A simple WhatsApp security flaw exposed 3.5 billion phone numbers

Mass adoption of WhatsApp It stems in part from how easy it is to find a new contact on the messaging platform: Add someone’s phone number, and WhatsApp will instantly show if they’re on the service, often showing their profile picture and name.

It seems to repeat the same trick a billion times with every possible phone number, and the same feature can also serve as a handy way to get the cell number of almost every WhatsApp user on earth — along with, in many cases, profile pictures and text identifying each of those users. The result is the widespread release of personal information for a significant portion of the world’s population.

A group of Austrian researchers have now shown that they were able to use the simple method of checking all possible numbers in WhatsApp call detection to extract the phone numbers of 3.5 billion users of the messaging service. For about 57 percent of these users, they also found that they could access their profile photos, and for another 29 percent, they could access the text on their profiles. The service’s parent company, Meta, has yet to limit the speed or number of contact discovery requests that researchers can make by interacting with WhatsApp’s browser-based app, which allows them to review nearly 100 million numbers per hour, they say, despite an earlier warning about the data being leaked by another researcher in 2017.

The result would be “the largest data leak in history, if not collected as part of a responsible research study,” as the researchers describe in a paper documenting their findings.

“As far as we know, this represents the most extensive disclosure of phone numbers and associated user data ever recorded,” said Aljosha Judmeier, one of the researchers at the University of Vienna who worked on the study.

The researchers say they alerted Meta to their findings in April and removed their copy of 3.5 billion phone numbers. By October, the company had fixed the counting problem by implementing a stricter “rate-limiting” measure that prevented the mass-scale call detection method researchers used.
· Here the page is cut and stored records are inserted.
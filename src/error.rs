//! Crate-wide error type.
//!
//! Only failures that can abort a run live here. Per-account API failures
//! are classified as [`crate::steam::ApiError`] and handled inside the
//! client and detector layers.

use thiserror::Error;

/// Errors that surface to the caller of a traversal or a CLI command.
#[derive(Debug, Error)]
pub enum DegreesError {
    #[error("database error: {0}")]
    Database(#[from] rusqlite::Error),

    #[error("serialization error: {0}")]
    Serialization(#[from] serde_json::Error),

    #[error("invalid configuration: {0}")]
    Config(String),

    #[error("cache store unavailable after {failures} consecutive failures")]
    StorageUnavailable { failures: usize },

    #[error("http client error: {0}")]
    Http(String),
}

pub type Result<T> = std::result::Result<T, DegreesError>;

#[cfg(test)]
mod tests {
    use super::*;

    #[test]
    fn storage_unavailable_mentions_failure_count() {
        let err = DegreesError::StorageUnavailable { failures: 8 };
        assert_eq!(
            err.to_string(),
            "cache store unavailable after 8 consecutive failures"
        );
    }

    #[test]
    fn rusqlite_errors_convert() {
        let err: DegreesError = rusqlite::Error::QueryReturnedNoRows.into();
        assert!(matches!(err, DegreesError::Database(_)));
    }
}
//! SQLite schema initialization for the friend-list cache.
//!
//! Two tables: one friend list per expanded account, and one profile row
//! per account we ever resolved a name or a target verdict for.

use rusqlite::Connection;

// ---------------------------------------------------------------------------
// DDL constants
// ---------------------------------------------------------------------------

const CREATE_FRIEND_LISTS: &str = "\
CREATE TABLE IF NOT EXISTS friend_lists (
  steam_id TEXT PRIMARY KEY,
  friends TEXT NOT NULL,
  visibility TEXT NOT NULL DEFAULT 'public',
  fetched_at INTEGER NOT NULL DEFAULT (strftime('%s','now'))
)";

const CREATE_PROFILES: &str = "\
CREATE TABLE IF NOT EXISTS profiles (
  steam_id TEXT PRIMARY KEY,
  name TEXT,
  url TEXT,
  is_target INTEGER,
  checked_at INTEGER,
  fetched_at INTEGER
)";

const CREATE_INDEXES: &[&str] = &[
    "CREATE INDEX IF NOT EXISTS idx_friend_lists_visibility ON friend_lists(visibility)",
    "CREATE INDEX IF NOT EXISTS idx_profiles_target ON profiles(is_target)",
];

// ---------------------------------------------------------------------------
// Public API
// ---------------------------------------------------------------------------

/// Open (or create) the SQLite database at `db_path` and apply the schema.
///
/// The returned connection has WAL mode and synchronous NORMAL configured,
/// and a busy timeout so that a second process holding the lock is waited
/// on briefly instead of failing the first write.
///
/// # Errors
///
/// Returns a `rusqlite::Error` if the database cannot be opened or any DDL
/// statement fails.
pub fn initialize_database(db_path: &str) -> rusqlite::Result<Connection> {
    let conn = Connection::open(db_path)?;

    // In-memory databases report "memory" for journal_mode; that's fine.
    conn.pragma_update(None, "journal_mode", "WAL")?;
    conn.pragma_update(None, "synchronous", "NORMAL")?;
    conn.busy_timeout(std::time::Duration::from_secs(5))?;

    conn.execute_batch(CREATE_FRIEND_LISTS)?;
    conn.execute_batch(CREATE_PROFILES)?;
    for ddl in CREATE_INDEXES {
        conn.execute_batch(ddl)?;
    }

    Ok(conn)
}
But until then, the data exposure could have been exploited by anyone else using the same scraping method, adds Max Guenther, another university researcher who wrote the paper. “If we could recover it easily, others could,” he says.
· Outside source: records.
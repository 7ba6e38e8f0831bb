//! Human-readable output: target chains with display names, and cache stats.

use std::collections::HashMap;

use tracing::{debug, warn};

use crate::client::RateLimitedClient;
use crate::db::{CacheStats, CacheStore};
use crate::observability::FAILURES;
use crate::steam::SteamApi;
use crate::traversal::{Chain, Finding};
use crate::types::{ProfileRecord, SteamId, SteamProfile};

/// Display names for `steam_ids`: cache first, then Steam when `client` is given.
///
/// Freshly fetched profiles are cached. Accounts Steam does not describe
/// (private or deleted) are simply absent from the result.
pub async fn resolve_profiles<A: SteamApi>(
    steam_ids: &[SteamId],
    store: &CacheStore,
    client: Option<&RateLimitedClient<A>>,
) -> HashMap<SteamId, SteamProfile> {
    let mut profiles = HashMap::new();
    let mut missing = Vec::new();

    for &id in steam_ids {
        match store.get_profile(id) {
            Ok(Some(ProfileRecord {
                profile: Some(profile),
                ..
            })) => {
                debug!("mapping {id} to {} (cache hit)", profile.name);
                profiles.insert(id, profile);
            }
            Ok(_) => missing.push(id),
            Err(e) => {
                warn!(target: FAILURES, "could not read cached profile for {id}: {e}");
                missing.push(id);
            }
        }
    }

    let Some(client) = client else {
        if !missing.is_empty() {
            debug!("{} profile(s) left unresolved (cached-only)", missing.len());
        }
        return profiles;
    };
    if missing.is_empty() {
        return profiles;
    }

    debug!("resolving {} profile(s) from Steam", missing.len());
    let fetched = client.fetch_profiles(&missing).await;
    if let Err(e) = store.record_profiles(&fetched) {
        warn!(target: FAILURES, "could not cache {} profile(s): {e}", fetched.len());
    }
    for profile in fetched {
        profiles.insert(profile.steam_id, profile);
    }
    profiles
}

fn display_name(id: SteamId, profiles: &HashMap<SteamId, SteamProfile>) -> String {
    profiles
        .get(&id)
        .map(|p| p.name.clone())
        .unwrap_or_else(|| id.to_string())
}

/// `root → friend → ... → target (target)`.
pub fn render_chain(chain: &Chain, profiles: &HashMap<SteamId, SteamProfile>) -> String {
    let names: Vec<String> = chain
        .path
        .iter()
        .map(|&id| display_name(id, profiles))
        .collect();
    format!("{} (target)", names.join(" → "))
}

/// Multi-line summary of a successful search.
pub fn render_finding(finding: &Finding, profiles: &HashMap<SteamId, SteamProfile>) -> String {
    let mut out = format!(
        "Found {} target(s) at {} degree(s) of separation.",
        finding.chains().count(),
        finding.degree
    );
    for chain in finding.chains() {
        let who = match profiles.get(&chain.target) {
            Some(p) => format!("{} <{}>", p.name, p.url),
            None => format!("{} (private profile)", chain.target),
        };
        out.push_str(&format!("\n  {who}\n    chain: {}", render_chain(chain, profiles)));
    }
    out
}

fn human_bytes(bytes: u64) -> String {
    const UNITS: &[&str] = &["B", "KiB", "MiB", "GiB", "TiB"];
    let mut value = bytes as f64;
    let mut unit = 0;
    while value >= 1024.0 && unit < UNITS.len() - 1 {
        value /= 1024.0;
        unit += 1;
    }
    if unit == 0 {
        format!("{bytes} B")
    } else {
        format!("{value:.1} {}", UNITS[unit])
    }
}

/// Summary printed by the `stats` command.
pub fn render_stats(stats: &CacheStats) -> String {
    format!(
        "friend lists cached: {} ({} private)\nprofiles known:      {} ({} targets)\ndatabase size:       {}",
        stats.friend_lists,
        stats.private_lists,
        stats.profiles,
        stats.known_targets,
        human_bytes(stats.size_bytes)
    )
}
In a statement to WIRED, Meta thanked researchers who reported their discovery through Meta’s “bug” system and described the leaked data as “publicly available information” because profile photos and text were not exposed to users who chose to make it private. “We were already working on industry-leading anti-scratch systems, and this study was instrumental in stress testing and confirming the immediate effectiveness of these new defenses,” writes Nitin Gupta, VP of Engineering at WhatsApp. “We found no evidence of malicious actors exploiting this vector. As a reminder, user messages remained private and secure thanks to WhatsApp’s default end-to-end encryption, and no non-public data was available to researchers,” adds Gupta.